//! TCP connection probe.
//!
//! Opens a TCP connection to the configured `host:port` and closes it again.

use std::time::Instant;

use async_trait::async_trait;
use tokio::net::TcpStream;

use crate::config::NetprobeConfig;

use super::{Probe, ProbeId, ProbeInfo, ProbeReport, ProbeState, RunContext};

pub const ID: ProbeId = ProbeId::new("tcp-connection");

pub struct TcpConnectionProbe {
    target: String,
    base_timeout_ms: u64,
    state: ProbeState,
}

impl TcpConnectionProbe {
    pub fn new(config: &NetprobeConfig) -> Self {
        Self::with_target(&config.tcp_target, config.tcp_timeout_ms)
    }

    pub fn with_target(target: &str, timeout_ms: u64) -> Self {
        Self {
            target: target.to_string(),
            base_timeout_ms: timeout_ms,
            state: ProbeState::new(true),
        }
    }

    async fn connect(&self) -> ProbeReport {
        let timeout = self.state.timeout();
        let started = Instant::now();

        match tokio::time::timeout(timeout, TcpStream::connect(self.target.as_str())).await {
            Ok(Ok(stream)) => {
                let peer = stream
                    .peer_addr()
                    .map(|a| a.to_string())
                    .unwrap_or_else(|_| self.target.clone());
                ProbeReport::passed(started.elapsed(), format!("connected to {}", peer))
            }
            Ok(Err(e)) => ProbeReport::failed(
                started.elapsed(),
                format!("cannot connect to {}: {}", self.target, e),
            ),
            Err(_) => ProbeReport::failed(
                started.elapsed(),
                format!("connecting to {} timed out after {:?}", self.target, timeout),
            ),
        }
    }
}

#[async_trait]
impl Probe for TcpConnectionProbe {
    fn info(&self) -> ProbeInfo {
        ProbeInfo {
            id: ID,
            name: "TCP connection",
            description: "Open a TCP connection to a well-known server",
        }
    }

    fn is_active(&self) -> bool {
        self.state.is_active()
    }

    fn set_active(&self, active: bool) {
        self.state.set_active(active);
    }

    fn prepare_test(&self, ctx: &RunContext) {
        self.state.prepare(ctx.timeout(self.base_timeout_ms));
    }

    async fn perform_test(&self) -> bool {
        let report = self.connect().await;
        tracing::debug!(probe = %ID, passed = report.passed, "{}", report.detail);
        self.state.record(report)
    }

    fn cleanup_tests(&self) {}

    fn report(&self) -> Option<ProbeReport> {
        self.state.report()
    }
}
//! Command line front-end.
//!
//! `netprobe run` performs one run and maps its outcome to the exit code.
//! `netprobe interactive` keeps the controller alive and reads commands from
//! stdin. `list`, `enable` and `disable` work on the stored probe selection.

mod interactive;
pub mod terminal;

use std::path::PathBuf;
use std::process::ExitCode;
use std::sync::Arc;

use clap::{Parser, Subcommand};
use serde::Serialize;

use crate::app::{Controller, RunView};
use crate::config::NetprobeConfig;
use crate::db::Database;
use crate::error::Result;
use crate::events::{handlers, EventBus};
use crate::logging;
use crate::platform::SystemNetworkInfo;
use crate::probes::ProbeRegistry;
use crate::services::active_state::ActiveStateStore;
use crate::services::runner::{AbortReason, RunOutcome};

use terminal::TerminalView;

pub const EXIT_OK: u8 = 0;
pub const EXIT_PROBE_FAILED: u8 = 1;
pub const EXIT_ERROR: u8 = 2;
pub const EXIT_STOPPED: u8 = 130;

/// netprobe - sequential network connectivity tester
#[derive(Debug, Parser)]
#[command(name = "netprobe", version)]
#[command(about = "Sequential network connectivity tester", long_about = None)]
pub struct Cli {
    /// Config file (JSONC). Defaults to the user config directory.
    #[arg(long, global = true, value_name = "PATH")]
    pub config: Option<PathBuf>,

    /// Database holding the probe selection.
    #[arg(long, global = true, value_name = "PATH")]
    pub db: Option<PathBuf>,

    /// Write events as JSON lines to stdout.
    #[arg(long, global = true)]
    pub json: bool,

    /// Debug logging on stderr.
    #[arg(short, long, global = true)]
    pub verbose: bool,

    #[command(subcommand)]
    pub command: Option<Command>,
}

#[derive(Debug, Clone, PartialEq, Eq, Subcommand)]
pub enum Command {
    /// Run every active probe once (default)
    Run,
    /// Read start/stop and toggle commands from stdin
    Interactive,
    /// Show the probes and whether they are active
    List,
    /// Include a probe in future runs
    Enable { probe: String },
    /// Exclude a probe from future runs
    Disable { probe: String },
}

/// Entry point of the `netprobe` binary.
pub async fn run(cli: Cli) -> ExitCode {
    logging::init(cli.verbose);

    match execute(cli).await {
        Ok(code) => ExitCode::from(code),
        Err(e) => {
            tracing::error!("{}", e);
            eprintln!("netprobe: {}", e);
            ExitCode::from(EXIT_ERROR)
        }
    }
}

async fn execute(cli: Cli) -> Result<u8> {
    let config = NetprobeConfig::load(cli.config.as_deref())?;
    let db = Arc::new(Database::open(cli.db.as_deref())?);

    let command = cli.command.clone().unwrap_or(Command::Run);
    let events = Arc::new(EventBus::new());
    let json_handler = streams_events(cli.json, &command)
        .then(|| handlers::json_lines::start_handler(events.subscribe(), std::io::stdout()));

    let view = Arc::new(if cli.json {
        TerminalView::stderr()
    } else {
        TerminalView::stdout()
    });

    let mut controller = Controller::new(
        ProbeRegistry::standard(&config),
        ActiveStateStore::new(db),
        view.clone(),
        Box::new(SystemNetworkInfo),
        events.clone(),
        &config,
    );

    let code = match command {
        Command::Run => run_once(&mut controller).await?,
        Command::Interactive => {
            interactive::run_session(&mut controller, &view, tokio::io::stdin()).await?;
            EXIT_OK
        }
        Command::List => {
            controller.load_active_state()?;
            list(&controller, &view, cli.json)?;
            EXIT_OK
        }
        Command::Enable { probe } => set_active(&controller, &probe, true)?,
        Command::Disable { probe } => set_active(&controller, &probe, false)?,
    };

    // The JSON handler ends once the bus is gone and the backlog is written
    drop(controller);
    drop(events);
    if let Some(handle) = json_handler {
        if let Err(e) = handle.await {
            tracing::warn!("JSON-lines handler ended abnormally: {}", e);
        }
    }

    Ok(code)
}

/// `--json` streams events, except for `list` whose stdout is one JSON array.
fn streams_events(json: bool, command: &Command) -> bool {
    json && *command != Command::List
}

/// One run; Ctrl-C requests a stop.
async fn run_once(controller: &mut Controller) -> Result<u8> {
    controller.on_resume()?;
    controller.setup_views();
    controller.launch()?;

    let outcome = loop {
        tokio::select! {
            message = controller.next_message() => {
                let Some(message) = message else {
                    break None;
                };
                if let Some(outcome) = controller.handle_message(message) {
                    break Some(outcome);
                }
            }
            _ = tokio::signal::ctrl_c() => {
                controller.request_stop();
            }
        }
    };

    controller.on_pause()?;
    Ok(exit_code(outcome.as_ref()))
}

pub(crate) fn exit_code(outcome: Option<&RunOutcome>) -> u8 {
    match outcome {
        Some(RunOutcome::Completed) => EXIT_OK,
        Some(RunOutcome::Failed { .. }) => EXIT_PROBE_FAILED,
        Some(RunOutcome::Aborted {
            reason: AbortReason::StopRequested,
        }) => EXIT_STOPPED,
        Some(RunOutcome::Aborted {
            reason: AbortReason::WorkerLost,
        })
        | None => EXIT_ERROR,
    }
}

#[derive(Debug, Serialize)]
#[serde(rename_all = "camelCase")]
struct ProbeListing {
    id: &'static str,
    name: &'static str,
    description: &'static str,
    active: bool,
}

fn list(controller: &Controller, view: &TerminalView, json: bool) -> Result<()> {
    let listings: Vec<ProbeListing> = controller
        .probes()
        .all()
        .iter()
        .map(|p| {
            let info = p.info();
            ProbeListing {
                id: info.id.as_str(),
                name: info.name,
                description: info.description,
                active: p.is_active(),
            }
        })
        .collect();

    if json {
        println!("{}", serde_json::to_string(&listings)?);
    } else {
        for probe in controller.probes().all() {
            view.add_probe_row(&probe.info(), probe.is_active());
        }
    }
    Ok(())
}

/// Load, change one flag, store.
fn set_active(controller: &Controller, probe: &str, active: bool) -> Result<u8> {
    controller.load_active_state()?;
    controller.set_probe_active(probe, active)?;
    controller.on_pause()?;
    Ok(EXIT_OK)
}

#[cfg(test)]
mod tests {
    use super::*;
    use crate::probes::ProbeId;

    #[test]
    fn test_exit_codes() {
        assert_eq!(exit_code(Some(&RunOutcome::Completed)), 0);
        assert_eq!(
            exit_code(Some(&RunOutcome::Failed {
                probe: ProbeId::new("real-web"),
                fault: None
            })),
            1
        );
        assert_eq!(
            exit_code(Some(&RunOutcome::Aborted {
                reason: AbortReason::StopRequested
            })),
            130
        );
        assert_eq!(exit_code(None), EXIT_ERROR);
    }

    #[test]
    fn test_default_command_and_global_flags() {
        let cli = Cli::try_parse_from(["netprobe", "--json"]).unwrap();
        assert!(cli.json);
        assert_eq!(cli.command, None);

        let cli =
            Cli::try_parse_from(["netprobe", "disable", "download-10kb", "--db", "/tmp/x.db"])
                .unwrap();
        assert_eq!(
            cli.command,
            Some(Command::Disable {
                probe: "download-10kb".to_string()
            })
        );
        assert_eq!(cli.db, Some(PathBuf::from("/tmp/x.db")));
    }

    #[test]
    fn test_json_list_prints_only_the_array() {
        assert!(!streams_events(true, &Command::List));
        assert!(streams_events(true, &Command::Run));
        assert!(streams_events(true, &Command::Interactive));
        assert!(streams_events(
            true,
            &Command::Disable {
                probe: "ping".to_string()
            }
        ));
        assert!(!streams_events(false, &Command::Run));
    }

    #[test]
    fn test_enable_requires_probe() {
        assert!(Cli::try_parse_from(["netprobe", "enable"]).is_err());
    }

    #[tokio::test]
    async fn test_disable_is_stored() {
        let dir = tempfile::tempdir().unwrap();
        let db_path = dir.path().join("netprobe.db");
        let config_path = dir.path().join("missing.jsonc");
        let cli = |args: &[&str]| {
            let mut argv = vec!["netprobe", "--db", db_path.to_str().unwrap()];
            argv.extend(["--config", config_path.to_str().unwrap()]);
            argv.extend(args);
            Cli::try_parse_from(argv).unwrap()
        };

        assert_eq!(execute(cli(&["disable", "real-web"])).await.unwrap(), EXIT_OK);

        let store = ActiveStateStore::new(Arc::new(Database::open(Some(&db_path)).unwrap()));
        assert_eq!(store.stored(ProbeId::new("real-web")).unwrap(), Some(false));
        assert_eq!(store.stored(ProbeId::new("tcp-connection")).unwrap(), Some(true));

        assert!(execute(cli(&["enable", "ping"])).await.is_err());
    }
}
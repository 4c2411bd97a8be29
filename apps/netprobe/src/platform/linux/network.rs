//! Network link classification from sysfs.
//!
//! Each directory under `/sys/class/net` is an interface. An interface is
//! considered up when its `operstate` is `up`, or `unknown` with a carrier
//! (point-to-point links such as `ppp0` report that).

use std::fs;
use std::path::Path;

use crate::platform::{ActiveNetwork, NetworkType};

pub const SYSFS_NET: &str = "/sys/class/net";

const MOBILE_PREFIXES: &[&str] = &["wwan", "rmnet", "ccmni", "ppp"];
const WIMAX_PREFIXES: &[&str] = &["wmx", "wimax"];
const VIRTUAL_PREFIXES: &[&str] = &["lo", "veth", "docker", "br-", "virbr", "vnet"];

/// Classify the best active link under `root`.
///
/// Wi-Fi wins over mobile, mobile over WiMAX, WiMAX over anything else.
pub fn detect(root: &Path) -> Option<ActiveNetwork> {
    let entries = match fs::read_dir(root) {
        Ok(entries) => entries,
        Err(e) => {
            tracing::debug!("Cannot read {:?}: {}", root, e);
            return None;
        }
    };

    let mut names: Vec<String> = entries
        .filter_map(|e| e.ok())
        .map(|e| e.file_name().to_string_lossy().to_string())
        .collect();
    names.sort();

    names
        .iter()
        .filter(|name| !VIRTUAL_PREFIXES.iter().any(|p| name.starts_with(p)))
        .filter(|name| is_up(&root.join(name)))
        .map(|name| (classify(&root.join(name), name), name))
        .min_by_key(|(kind, _)| rank(*kind))
        .map(|(kind, name)| ActiveNetwork {
            kind,
            label: format!("{}/{}", kind, name),
        })
}

fn is_up(iface: &Path) -> bool {
    match read_trimmed(&iface.join("operstate")).as_deref() {
        Some("up") => true,
        Some("unknown") => read_trimmed(&iface.join("carrier")).as_deref() == Some("1"),
        _ => false,
    }
}

fn classify(iface: &Path, name: &str) -> NetworkType {
    if iface.join("wireless").exists() || iface.join("phy80211").exists() {
        NetworkType::Wifi
    } else if MOBILE_PREFIXES.iter().any(|p| name.starts_with(p)) {
        NetworkType::Mobile
    } else if WIMAX_PREFIXES.iter().any(|p| name.starts_with(p)) {
        NetworkType::Wimax
    } else {
        NetworkType::Other
    }
}

fn rank(kind: NetworkType) -> u8 {
    match kind {
        NetworkType::Wifi => 0,
        NetworkType::Mobile => 1,
        NetworkType::Wimax => 2,
        NetworkType::Other => 3,
        NetworkType::Unknown => 4,
    }
}

fn read_trimmed(path: &Path) -> Option<String> {
    fs::read_to_string(path).ok().map(|s| s.trim().to_string())
}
--------------------------------
**Action item**
Copy each line from the data above that includes "platform".

**Expected answer**
use crate::platform::SystemNetworkInfo;
filename apps/netprobe/src/platform/linux/network.rs
use crate::platform::{ActiveNetwork, NetworkType};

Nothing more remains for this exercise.